My acid reflux had persisted long enough that a few months ago my nurse practitioner ordered a CT scan of my abdomen. I had well-founded doubts about the necessity of the test. A personal list would be boring but a flavor if the general principle is helpful. In one of my favorite studies, researchers did MRIs on 98 people without any back pain. Only 36% of those scans came back normal. 64% on healthy people had abnormal results. What does this mean for people with pain who have abnormal MRI’s? It’s complicated but often the test results are not helpful and are being ordered less.

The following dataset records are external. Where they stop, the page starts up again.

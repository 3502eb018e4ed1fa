// src/config.rs
use chrono::Weekday;
use once_cell::sync::Lazy;
use rust_decimal::Decimal;
use rust_decimal_macros::dec;
use std::collections::HashSet;

// Default team allow-lists from the reference planning feed. Team labels are
// exactly as they appear in the export (Latin-1 source, uppercased).
static DEFAULT_ON_CALL_TEAMS: Lazy<HashSet<&'static str>> = Lazy::new(|| {
    [
        "PV IT ASTREINTE",
        "PV A ASTREINTE",
        "PV B ASTREINTE",
        "PV RESEAU ASTREINTE",
    ]
    .into_iter()
    .collect()
});

static DEFAULT_STANDARD_TEAMS: Lazy<HashSet<&'static str>> = Lazy::new(|| {
    [
        "PV A TERRAIN",
        "PV B TERRAIN",
        "PV IT TERRAIN",
        "PV EXPLOITATION",
        "PV CONDUITE",
    ]
    .into_iter()
    .collect()
});

/// One 3x8 shift window. Bounds are compared as exact time-of-day strings
/// against the feed (no tolerance), so they are kept in feed format.
#[derive(Debug, Clone, PartialEq, Eq)]
pub struct ShiftWindow {
    pub start: String,
    pub end: String,
}

impl ShiftWindow {
    fn new(start: &str, end: &str) -> Self {
        Self {
            start: start.to_string(),
            end: end.to_string(),
        }
    }
}

/// Immutable configuration for one pipeline run.
///
/// Every component receives this by reference; nothing is read from process
/// globals after construction. Defaults match the production planning feed
/// and should only be tuned deliberately (changing the sick-leave gap or the
/// shift windows changes the statistics).
#[derive(Debug, Clone)]
pub struct PipelineConfig {
    /// Teams whose employees are classified `OnCall`.
    pub on_call_teams: HashSet<String>,
    /// Non-astreinte "TIP" teams; `RotatingShift` is carved out of these.
    pub standard_teams: HashSet<String>,
    /// The single organizational root accepted for the `Other` category.
    pub other_org_root: String,
    /// Day names counted as weekend.
    pub weekend_days: HashSet<Weekday>,
    /// Morning / afternoon / night windows, in that order.
    pub shift_windows: [ShiftWindow; 3],
    /// Pay code marking declared overtime.
    pub overtime_code: String,
    /// Pay code for classic sick leave.
    pub classic_sick_code: String,
    /// Pay code for long-duration sick leave.
    pub long_sick_code: String,
    /// Schedule cell value meaning a full working day.
    pub full_day_code: String,
    /// Schedule cell value meaning a half working day.
    pub half_day_code: String,
    /// Maximum gap (in days) between two sick dates of the same period.
    pub sick_leave_gap_days: i64,
    /// Hour equivalent of one declared day unit.
    pub hours_per_day: Decimal,
}

impl Default for PipelineConfig {
    fn default() -> Self {
        Self {
            on_call_teams: DEFAULT_ON_CALL_TEAMS
                .iter()
                .map(|t| t.to_string())
                .collect(),
            standard_teams: DEFAULT_STANDARD_TEAMS
                .iter()
                .map(|t| t.to_string())
                .collect(),
            other_org_root: "DR ILE DE FRANCE".to_string(),
            weekend_days: [Weekday::Sat, Weekday::Sun].into_iter().collect(),
            shift_windows: [
                ShiftWindow::new("07:30:00", "15:30:00"),
                ShiftWindow::new("15:30:00", "23:30:00"),
                ShiftWindow::new("23:30:00", "07:30:00"),
            ],
            overtime_code: "60".to_string(),
            classic_sick_code: "41".to_string(),
            long_sick_code: "42".to_string(),
            full_day_code: "J".to_string(),
            half_day_code: "D".to_string(),
            sick_leave_gap_days: 3,
            hours_per_day: dec!(8.0),
        }
    }
}

impl PipelineConfig {
    pub fn is_weekend(&self, weekday: Weekday) -> bool {
        self.weekend_days.contains(&weekday)
    }
}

I did the scan anyway. I knew the radiation could give me cancer. I knew it probably wouldn’t help, but when she recommended it, I consented.

I did it because I felt that, if I didn’t, I would get terminal cancer, and it would turn out that if I had only had done the scan I would have found out in time to do something about it. Hubris would be my downfall, and crushing regret would follow. This is would happen if my life was a story. Where actions follow from character traits and the results lead to a thematic conclusion.

My life isn’t a story. It’s just a life, and it is far more random than a story. Sometimes bad shit happens not because I’m flawed but just because I’m unlucky. Sometimes good comes to me, not from my virtues but because many random events turned out in my favor. Thomas Merton, one of the great religious thinkers of his time, died while touching the faulty wiring of a bedside lamp. No theme, just random bad luck.

The logic of life concerns the best evidence, statistically important outcomes, and the weighing of harms and benefits. The logic of fiction is Chekhov’s gun. If a gun is introduced in act one, then someone will fire it by act three. If a medical scan is discussed then someone is going to die of cancer by the end. The fiction logic is hard to shake. At work, I’m not allowed to say it looks quiet on the floor because that statement will make it busy. In a story, the startling bang comes right when everything is quiet.

I got the scan. It came back negative. No cancer. No cosmic karma involved. Just a little more radiation for my aging body.